Lance was sure of one thing: everyone who mattered to him would be worse off by evening’s end. Including himself.

Lance was sure of something else, and he had been since the door opened at Davenwood Manor tonight. He’d walked Lori up to the door; this was her crowd, her circle, her party. She had a new friend from Cafe Society, and they were all dying to meet the famous detective. He dreaded these engagements; handsome drunks and braying dames just dying to hear about murder. Just full of theories. Just ever so ready to tell him who the police should really arrest in that famous case in the papers. He’d knocked on the door - and Lori had suddenly remembered she forgot something in the car. She turned to call the valet back - she stepped away, turned away, took her arm from Lance’s.

The door opened.

He recognized her immediately. Dana Davenwood. Daughter of old man Davenwood, the financier who’d parlayed a career in bootlegging into a legit operation that spanned five states. Ran his spread from his bedroom, where he’d been confined since 41. He couldn’t move from his bed, let alone his room.

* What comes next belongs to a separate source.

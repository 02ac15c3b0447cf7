/// Binance Convert signed client.
pub mod binance;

Rumor was his daughter got around enough for the both of them. Rumor was his daughter never dated the same matinee idol twice, on general principle. Rumor was . . . well, that Dana D. was trouble. But only for a certain kind of man. The kind with a pulse.

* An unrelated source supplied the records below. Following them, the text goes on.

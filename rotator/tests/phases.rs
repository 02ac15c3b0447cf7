use chrono::Utc;
use rotator::{
    app::App,
    config::Config,
    position::{PositionState, PositionStore},
    ranker::{RankerConfig, ScoringWeights},
    scheduler::{Phase, Region, RegionLock, RegionWindows, Window},
};
use rotator_execution::{ApiCredentials, balance::Wallet};
use rotator_integration::backoff::Backoff;
use rust_decimal_macros::dec;
use serde_json::json;
use smol_str::SmolStr;
use std::time::Duration;
use wiremock::matchers::{method, path, query_param};
use wiremock::{Mock, MockServer, ResponseTemplate};

fn test_config(server: &MockServer, dir: &tempfile::TempDir) -> Config {
    let always = RegionWindows {
        analyze: Window::parse("00:00-23:59").unwrap(),
        trade: Window::parse("00:00-23:59").unwrap(),
    };

    Config {
        credentials: ApiCredentials::new("test-key".to_string(), "test-secret".to_string()),
        api_base: server.uri(),
        marketdata_base: server.uri(),
        recv_window_ms: 5_000,
        qps: 500.0,
        burst: 100,
        backoff: Backoff::new(Duration::from_millis(1), Duration::from_millis(5), 1),
        exchange_info_ttl: Duration::from_secs(300),
        ranker: RankerConfig {
            min_volume_usdt: dec!(1000),
            max_spread_bps: 50.0,
            top_k: 3,
            shortlist_mult: 2,
        },
        scoring_weights: ScoringWeights::default(),
        asia: always,
        us: always,
        jitter_sec: 0,
        dry_run: false,
        wallet: Wallet::Spot,
        drawdown_threshold: 0.10,
        pause_threshold: 0.25,
        rebalance_threshold: 0.08,
        state_path: dir.path().join("state/position.json"),
        log_root: dir.path().join("logs"),
        lock_dir: dir.path().join("locks"),
        quota_path: dir.path().join("logs/quote_count.json"),
        daily_quote_limit: 950,
        poll_interval: Duration::from_millis(5),
        poll_deadline: Duration::from_millis(200),
    }
}

async fn mount_common(server: &MockServer) {
    // Spot balances: BTC plus cash plus a leveraged token that must be blocked
    Mock::given(method("GET"))
        .and(path("/api/v3/account"))
        .respond_with(ResponseTemplate::new(200).set_body_json(json!({
            "balances": [
                {"asset": "BTC", "free": "0.5", "locked": "0"},
                {"asset": "USDT", "free": "1000", "locked": "0"},
                {"asset": "ETHUP", "free": "3", "locked": "0"}
            ]
        })))
        .mount(server)
        .await;

    Mock::given(method("GET"))
        .and(path("/sapi/v1/capital/config/getall"))
        .respond_with(ResponseTemplate::new(200).set_body_json(json!([
            {"coin": "EUR", "isLegalMoney": true},
            {"coin": "BTC", "isLegalMoney": false}
        ])))
        .mount(server)
        .await;

    // Full Convert pair table
    Mock::given(method("GET"))
        .and(path("/sapi/v1/convert/exchangeInfo"))
        .respond_with(ResponseTemplate::new(200).set_body_json(json!([
            {"fromAsset": "BTC", "toAsset": "USDT", "fromAssetMinAmount": "0.0001", "fromAssetMaxAmount": "100"},
            {"fromAsset": "USDT", "toAsset": "BTC", "fromAssetMinAmount": "10", "fromAssetMaxAmount": "100000"},
            {"fromAsset": "USDT", "toAsset": "SOL", "fromAssetMinAmount": "10", "fromAssetMaxAmount": "100000"}
        ])))
        .mount(server)
        .await;

    // 24h stats for every symbol
    Mock::given(method("GET"))
        .and(path("/api/v3/ticker/24hr"))
        .respond_with(ResponseTemplate::new(200).set_body_json(json!([
            {
                "symbol": "BTCUSDT",
                "lastPrice": "50000",
                "priceChangePercent": "2.0",
                "quoteVolume": "90000000",
                "bidPrice": "49990",
                "askPrice": "50010"
            },
            {
                "symbol": "SOLUSDT",
                "lastPrice": "100",
                "priceChangePercent": "5.0",
                "quoteVolume": "40000000",
                "bidPrice": "99.99",
                "askPrice": "100.01"
            }
        ])))
        .mount(server)
        .await;
}

#[tokio::test]
async fn test_pre_analyze_writes_convertibility_snapshot() {
    let server = MockServer::start().await;
    let dir = tempfile::tempdir().unwrap();
    mount_common(&server).await;

    let app = App::new(test_config(&server, &dir)).unwrap();
    let code = app.run(Region::Asia, &[Phase::PreAnalyze], None).await;
    assert_eq!(code, 0);

    let day = Utc::now().format("%Y-%m-%d").to_string();
    let csv = std::fs::read_to_string(dir.path().join("logs").join(&day).join("balance.pre.csv"))
        .unwrap();
    assert!(csv.contains("BTC,0.5,BTC,yes,"));
    assert!(csv.contains("ETHUP,3,,no,blocked_suffix"));
}

#[tokio::test]
async fn test_analyze_ranks_and_persists_candidates() {
    let server = MockServer::start().await;
    let dir = tempfile::tempdir().unwrap();
    mount_common(&server).await;

    let app = App::new(test_config(&server, &dir)).unwrap();
    let code = app.run(Region::Us, &[Phase::Analyze], None).await;
    assert_eq!(code, 0);

    let day = Utc::now().format("%Y-%m-%d").to_string();
    let json_path = dir
        .path()
        .join("logs")
        .join(&day)
        .join("candidates.us.json");
    let raw = std::fs::read_to_string(json_path).unwrap();
    let candidates: serde_json::Value = serde_json::from_str(&raw).unwrap();

    let list = candidates.as_array().unwrap();
    assert_eq!(list.len(), 2);
    // SOL's stronger momentum and tighter spread outweigh BTC's volume edge
    assert_eq!(list[0]["base"], "SOL");
    assert_eq!(list[0]["rank"], 1);
    assert_eq!(list[1]["base"], "BTC");
}

#[tokio::test]
async fn test_guard_dry_run_liquidates_on_portfolio_drawdown() {
    let server = MockServer::start().await;
    let dir = tempfile::tempdir().unwrap();
    mount_common(&server).await;

    // quotes for the dry-run liquidation legs
    Mock::given(method("POST"))
        .and(path("/sapi/v1/convert/getQuote"))
        .respond_with(ResponseTemplate::new(200).set_body_json(json!({
            "quoteId": "QG",
            "ratio": "50000",
            "inverseRatio": "0.00002",
            "validTimestamp": Utc::now().timestamp_millis() + 60_000,
            "toAmount": "25000",
            "fromAmount": "0.5"
        })))
        .mount(&server)
        .await;

    let config = test_config(&server, &dir);
    let store = PositionStore::new(config.state_path.clone());

    // peak equity 60k vs current ~26k: portfolio stop must fire
    let mut state = PositionState::default();
    state.assets.insert(SmolStr::new("BTC"), dec!(0.5));
    state.peaks.insert(SmolStr::new("BTC"), dec!(120000));
    state.portfolio_peak = dec!(60000);
    state.ts = Utc::now().timestamp_millis();
    store.save(&state).unwrap();

    let app = App::new(config).unwrap();
    let code = app.run(Region::Asia, &[Phase::Guard], Some(true)).await;
    assert_eq!(code, 0);

    let day = Utc::now().format("%Y-%m-%d").to_string();
    let log_dir = dir.path().join("logs").join(&day);
    let history = std::fs::read_to_string(log_dir.join("convert_history.json")).unwrap();
    assert!(history.contains("\"quoteId\":\"QG\""));
    assert!(history.contains("dry-run"));

    // dry run leaves the persisted peaks untouched
    let reloaded = store.load();
    assert_eq!(reloaded.portfolio_peak, dec!(60000));
}

#[tokio::test]
async fn test_lock_contention_fails_requested_phases() {
    let server = MockServer::start().await;
    let dir = tempfile::tempdir().unwrap();
    mount_common(&server).await;

    let config = test_config(&server, &dir);
    let lock_dir = config.lock_dir.clone();
    std::fs::create_dir_all(&lock_dir).unwrap();
    let _held = RegionLock::acquire(&lock_dir, Region::Asia).unwrap();

    let app = App::new(config).unwrap();
    let code = app
        .run(Region::Asia, &[Phase::PreAnalyze, Phase::Guard], None)
        .await;
    assert_eq!(
        code,
        Phase::PreAnalyze.exit_bit() | Phase::Guard.exit_bit()
    );
}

There was a tall tan blond man in a tux nibbling on her neck. He looked drunkenly at Lance, gave a casual sneer by way of a greeting, and went bent Dana

“Why, it’s the detective,” she said. “Am I under suspicion?”

“Not yet,” he said.

“Am I going to be under suspicion later?”

“If that’s his name,” Lance said, looking at the tall man, “maybe. You tell me.”

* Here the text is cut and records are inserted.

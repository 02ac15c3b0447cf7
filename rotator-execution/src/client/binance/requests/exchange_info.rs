use derive_more::Constructor;
use reqwest::Method;
use rotator_integration::protocol::http::rest::RestRequest;
use rust_decimal::Decimal;
use serde::{Deserialize, Serialize};
use serde_with::{DisplayFromStr, serde_as, skip_serializing_none};
use smol_str::SmolStr;
use std::borrow::Cow;

/// `GET /sapi/v1/convert/exchangeInfo` (SIGNED, weight 3000).
///
/// With both assets set the venue answers with the single matching pair; with
/// neither it enumerates every supported Convert pair.
#[derive(Debug, Clone, Constructor)]
pub struct GetExchangeInfo(pub ExchangeInfoParams);

impl RestRequest for GetExchangeInfo {
    type Response = ExchangeInfoResponse;
    type QueryParams = ExchangeInfoParams;
    type Body = ();

    fn path(&self) -> Cow<'static, str> {
        "/sapi/v1/convert/exchangeInfo".into()
    }

    fn method() -> Method {
        Method::GET
    }

    fn query_params(&self) -> Option<&Self::QueryParams> {
        Some(&self.0)
    }

    fn weight(&self) -> u32 {
        3_000
    }
}

#[skip_serializing_none]
#[derive(Debug, Clone, Default, Serialize)]
pub struct ExchangeInfoParams {
    #[serde(rename = "fromAsset")]
    pub from_asset: Option<SmolStr>,
    #[serde(rename = "toAsset")]
    pub to_asset: Option<SmolStr>,
}

/// The venue has answered with a bare list, a `{"data": [...]}` wrapper, and
/// (for fully-qualified pair lookups) a single object over its API history.
/// Normalise every shape to `Vec<ConvertPair>`.
#[derive(Debug, Clone, Deserialize)]
#[serde(untagged)]
pub enum ExchangeInfoResponse {
    Pairs(Vec<ConvertPair>),
    Keyed { data: Vec<ConvertPair> },
    Single(ConvertPair),
}

impl ExchangeInfoResponse {
    pub fn into_pairs(self) -> Vec<ConvertPair> {
        match self {
            ExchangeInfoResponse::Pairs(pairs) => pairs,
            ExchangeInfoResponse::Keyed { data } => data,
            ExchangeInfoResponse::Single(pair) => vec![pair],
        }
    }
}

#[serde_as]
#[derive(Debug, Clone, PartialEq, Eq, Deserialize)]
pub struct ConvertPair {
    #[serde(rename = "fromAsset")]
    pub from_asset: SmolStr,

    #[serde(rename = "toAsset")]
    pub to_asset: SmolStr,

    #[serde_as(as = "Option<DisplayFromStr>")]
    #[serde(rename = "fromAssetMinAmount", default)]
    pub from_asset_min_amount: Option<Decimal>,

    #[serde_as(as = "Option<DisplayFromStr>")]
    #[serde(rename = "fromAssetMaxAmount", default)]
    pub from_asset_max_amount: Option<Decimal>,

    #[serde_as(as = "Option<DisplayFromStr>")]
    #[serde(rename = "toAssetMinAmount", default)]
    pub to_asset_min_amount: Option<Decimal>,

    #[serde_as(as = "Option<DisplayFromStr>")]
    #[serde(rename = "toAssetMaxAmount", default)]
    pub to_asset_max_amount: Option<Decimal>,
}

impl ConvertPair {
    /// Minimum fromAmount the venue will quote, zero when unrestricted.
    pub fn min_quote(&self) -> Decimal {
        self.from_asset_min_amount.unwrap_or(Decimal::ZERO)
    }

    /// Maximum fromAmount the venue will quote, zero when unrestricted.
    pub fn max_quote(&self) -> Decimal {
        self.from_asset_max_amount.unwrap_or(Decimal::ZERO)
    }
}

#[cfg(test)]
mod tests {
    use super::*;
    use rust_decimal_macros::dec;

    mod de {
        use super::*;

        #[test]
        fn test_exchange_info_list() {
            let raw = r#"[
                {
                    "fromAsset": "BTC",
                    "toAsset": "USDT",
                    "fromAssetMinAmount": "0.0004",
                    "fromAssetMaxAmount": "50",
                    "toAssetMinAmount": "20",
                    "toAssetMaxAmount": "2500000"
                },
                {
                    "fromAsset": "ETH",
                    "toAsset": "USDT",
                    "fromAssetMinAmount": "0.008",
                    "fromAssetMaxAmount": "500",
                    "toAssetMinAmount": "20",
                    "toAssetMaxAmount": "2500000"
                }
            ]"#;

            let pairs = serde_json::from_str::<ExchangeInfoResponse>(raw)
                .unwrap()
                .into_pairs();
            assert_eq!(pairs.len(), 2);
            assert_eq!(pairs[0].from_asset, "BTC");
            assert_eq!(pairs[0].min_quote(), dec!(0.0004));
            assert_eq!(pairs[0].max_quote(), dec!(50));
        }

        #[test]
        fn test_exchange_info_keyed_and_single() {
            let keyed = r#"{"data": [{"fromAsset": "BNB", "toAsset": "SOL"}]}"#;
            let pairs = serde_json::from_str::<ExchangeInfoResponse>(keyed)
                .unwrap()
                .into_pairs();
            assert_eq!(pairs.len(), 1);
            assert_eq!(pairs[0].min_quote(), Decimal::ZERO);

            let single = r#"{"fromAsset": "BNB", "toAsset": "SOL", "fromAssetMinAmount": "0.05"}"#;
            let pairs = serde_json::from_str::<ExchangeInfoResponse>(single)
                .unwrap()
                .into_pairs();
            assert_eq!(pairs.len(), 1);
            assert_eq!(pairs[0].min_quote(), dec!(0.05));
        }
    }
}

“Oh. Him? Cedric, are you still here? Go away. Go chew someone else. Lori! Darling.” They kissed one another on the cheek with no particular sincerity. “Come in come in! Keanan, be a dear and take their wraps?” They stepped into the foyer. Lance heard music, smelled the aroma of polish, firewood, must, supper, and some improbably flower. The latter was Dana’s perfume. “Listen, sweets, I’m glad you brought the world’s greatest here, because we have a problem. I’ve been robbed.”

For a second - if that - Lance saw the warm light of the chandelier run along the glistening ridge of Dana’s decotellage, and he was certain he would chose that moment, right here, now, to throw career away, cast off the shackles of civilization and law. Grab her strong shoulders and pull her to the cold marble floor and have her there. Just a second, if that; it passed. But he knew it; Lori knew it. Dana knew it.

And now here they were, in the dim hallway, discussing the thief. Crime. How everyone’s sure of something.

“And what are you sure of?” she said. “No, wait. Don’t answer that. I’ll be right back.” She turned towards the foyer, where the butler was taking the coat of a solitary man. He had olive skin and an ominous expression. “David!” she said. “So glad!”

She never talked to him again that night.

The suspect was booked into Cosmopolis Central Holding at 12:34, complaining that he’d been beaten before his booking. Tell it to the judge, the clerk said.

“So when do I get to see the judge?” the thief said. Lance happened to be walking by. He’d finished the paperwork. It had taken a while. He kept drifting off when he typed her name.

He put his palm against the thief’s ribs, the spot that just had to ache. “You saw me,” he said. “You’ve seen all the judge you need.”

And he pressed again. Hard.

SOLUTION: Lance suspected the servant, because the incorrectly placed silverware indicated that he'd lied about his credentials.